Our Transportation Era Depends on the Petroleum Age The use of petroleum fuels has revolutionized transportation and has powered the development of our modern world society. For a million and a half years, humanity relied on muscle power, sometimes aggregated into clans, tribes, and kingships. Four or five thousand years ago, these agglomerations of man power became assisted by horsepower, ox power, and the mechanical advantages of the wheel and the lever. Only three hundred years ago, the development of the English steam engine allowed the Industrial Revolution, with engines powered by coal able to move huge quantities of goods by land and sea. Steam engines brought the benefits of transportation to areas touched by water and the narrow strips of land crossed by railroads.
Oil and Gas
3
Recognizing the limitations imposed by the energy density of coal, in 1915, Winston Churchill saw to the conversion of the British battle fleet from coal-fired steam to petroleum.
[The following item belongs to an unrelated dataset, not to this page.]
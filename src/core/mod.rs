// Core modules shared by every gateway component.
pub mod error;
He saw that much of the capacity of a battleship had been devoted to merely providing space for coal and the coal-handling crew. Petroleum fuels have an extraordinary advantage for personal transportation; they contain enormous energy for little weight. Gasoline, for example, has more energy content, by weight, than the powerful explosive TNT. With the ready accessibility of petroleum provided by the huge early oil fields in Baku, the United States, and the Middle East, the great advantages of energy-dense petroleum fuels became apparent, and our ‘transportation era’ began in the 1920s. Now, for the first time in the history of human society, people can move around the Earth, anytime, anyplace, nearly effortlessly. Petroleum, with its great energy content and low weight, allows rapid transportation of people and products cheaply over long distances. Efforts continue to be made to make transportation more efficient and less costly. These improvements come from vehicle aerodynamics, better engine design, better use of computers to monitor fuel usage, pairing of electric with gasoline engines, and a host of continuing design modifications. Since fuel economy is directly linked to the weight of an automobile, simply making cars 10% lighter improves their gasoline mileage 6–8%. Sometimes, suggestions are heard that we should alter our society to a petroleum and vehicle-free, Eden-like future. Think twice. Few of us would want to live, or could survive, with only those foods, products, and services available within our personal 10 mile day 1 walking range. For better, for worse, for at least another 50 years, our comfortable modern society is firmly coupled to oil and gas and the transportation era.